Psychologist Bruce Hood explains to Tomasz Stawiszyński that such ideas as parallel universes or 23 dimensions of reality are not meant to be grasped by our limited brains – unlike religion or magic.
Guided by some mysterious impulse, I leave my hotel two hours before the scheduled time of the interview. I Initially thought that the Department of Experimental Psychology of the University of Bristol was not very far away, but Google Maps shows that it is a good distance from the hotel.
I use public transport to get there, and I arrive 30 minutes early. What I see is… a beautiful estate of single-family brick houses. In a word, nothing that appears to have anything to do with the field of psychology, let alone its experimental branch.
Getting slightly anxious, I walk up to a couple passing me by. “Do you happen to know,” I ask, “where the Department of Psychology is located? I have a meeting with Professor Bruce Hood in half an hour.” As it happens, they turn out to be Ania and Robert, originally from Poznań, Poland, and they have been living in Bristol for five years. The university is in a completely different part of the city, though the street names are the same.
When I reach for my phone to order a taxi, Ania and Robert suddenly tell me that they happen to be going there by car, and they offer to give me a lift.
Phew!
And so I reach the campus 10 minutes before the meeting. When I look around to find the exact address, I can feel someone grabbing me gently by my shoulder. “Are you lost?” asks a man with the looks of a classic British gentleman. When I tell him I am looking for Bruce Hood, he gives me a wide smile and points straight towards a building across from us.

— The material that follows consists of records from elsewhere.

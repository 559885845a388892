//! Host-visible progress: the processing flag and the current event.

use crate::types::WorkflowEvent;
use std::sync::Arc;
use tokio::sync::watch;

/// Counter of operations in flight, published through `watch`.
///
/// The host sees `count > 0` as "processing". An aborted operation that
/// releases its guard late only decrements its own share, so it cannot clear
/// the flag of the operation that superseded it.
#[derive(Clone, Debug)]
pub struct ProcessingFlag {
    count: Arc<watch::Sender<usize>>,
}

impl Default for ProcessingFlag {
    fn default() -> Self {
        Self::new()
    }
}

impl ProcessingFlag {
    pub fn new() -> Self {
        let (tx, _) = watch::channel(0);
        Self {
            count: Arc::new(tx),
        }
    }

    pub fn acquire(&self) -> ProcessingGuard {
        self.count.send_modify(|count| *count += 1);
        ProcessingGuard {
            flag: self.clone(),
            released: false,
        }
    }

    pub fn is_processing(&self) -> bool {
        *self.count.borrow() > 0
    }

    pub fn count(&self) -> usize {
        *self.count.borrow()
    }

    /// Receiver of the in-flight count; processing while the value is above zero.
    pub fn subscribe(&self) -> watch::Receiver<usize> {
        self.count.subscribe()
    }

    /// Resolves once no operation holds a guard.
    pub async fn wait_idle(&self) {
        let mut rx = self.subscribe();
        // sender lives in self, so the channel cannot close while we wait
        let _ = rx.wait_for(|count| *count == 0).await;
    }

    fn release_one(&self) {
        self.count
            .send_modify(|count| *count = count.saturating_sub(1));
    }
}

/// One share of the processing flag. Released exactly once, on `release()`
/// or on drop, whichever comes first.
#[derive(Debug)]
pub struct ProcessingGuard {
    flag: ProcessingFlag,
    released: bool,
}

impl ProcessingGuard {
    pub fn release(&mut self) {
        if !self.released {
            self.released = true;
            self.flag.release_one();
        }
    }
}

impl Drop for ProcessingGuard {
    fn drop(&mut self) {
        self.release();
    }
}

/// Most recent `step_*` event, for the host's "now doing" line.
#[derive(Clone, Debug)]
pub struct CurrentEventCell {
    tx: Arc<watch::Sender<Option<WorkflowEvent>>>,
}

impl Default for CurrentEventCell {
    fn default() -> Self {
        Self::new()
    }
}

impl CurrentEventCell {
    pub fn new() -> Self {
        let (tx, _) = watch::channel(None);
        Self { tx: Arc::new(tx) }
    }

    pub fn set(&self, event: WorkflowEvent) {
        self.tx.send_replace(Some(event));
    }

    pub fn clear(&self) {
        self.tx.send_replace(None);
    }

    pub fn get(&self) -> Option<WorkflowEvent> {
        self.tx.borrow().clone()
    }

    pub fn subscribe(&self) -> watch::Receiver<Option<WorkflowEvent>> {
        self.tx.subscribe()
    }
}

The impression that some invisible force is trying very hard to make sure this interview comes to fruition becomes even stronger when I run into Bruce Hood himself, by coincidence, on the stairs near the entrance. He looks like he has been waiting for me, as if he knew that I would walk in precisely at this moment.
As I enter Hood’s office, I am again caught by surprise. All in all, the man I am about to talk to is a professional sceptic, a psychologist and neuroscientist who methodically dispels various illusions. Like Morpheus from the memorable movie The Matrix, he offers us access to the world as it is, not as it seems to be. In his books, Hood shows that our various metaphysical convictions – for example, beliefs in ghosts, destiny, or some hidden structure lying behind apparently random events – follow directly from how our brains are built. In other words, we believe in these invisible forces because we were ‘designed’ to do so by evolution, not because they actually exist.
Meanwhile, Bruce Hood’s office is filled with symbols of those very powers. What a collection of old horror-movie posters! With their eyes all ablaze, green monsters, werewolves and phantoms all glare down at me from the walls. Plaster skulls decorated with some bizarre inscriptions perch proudly on the shelves. On the desk, there is a piece of paper with mysterious symbols scrawled on it, with the partly-covered word ‘magic’ being particularly eye-catching.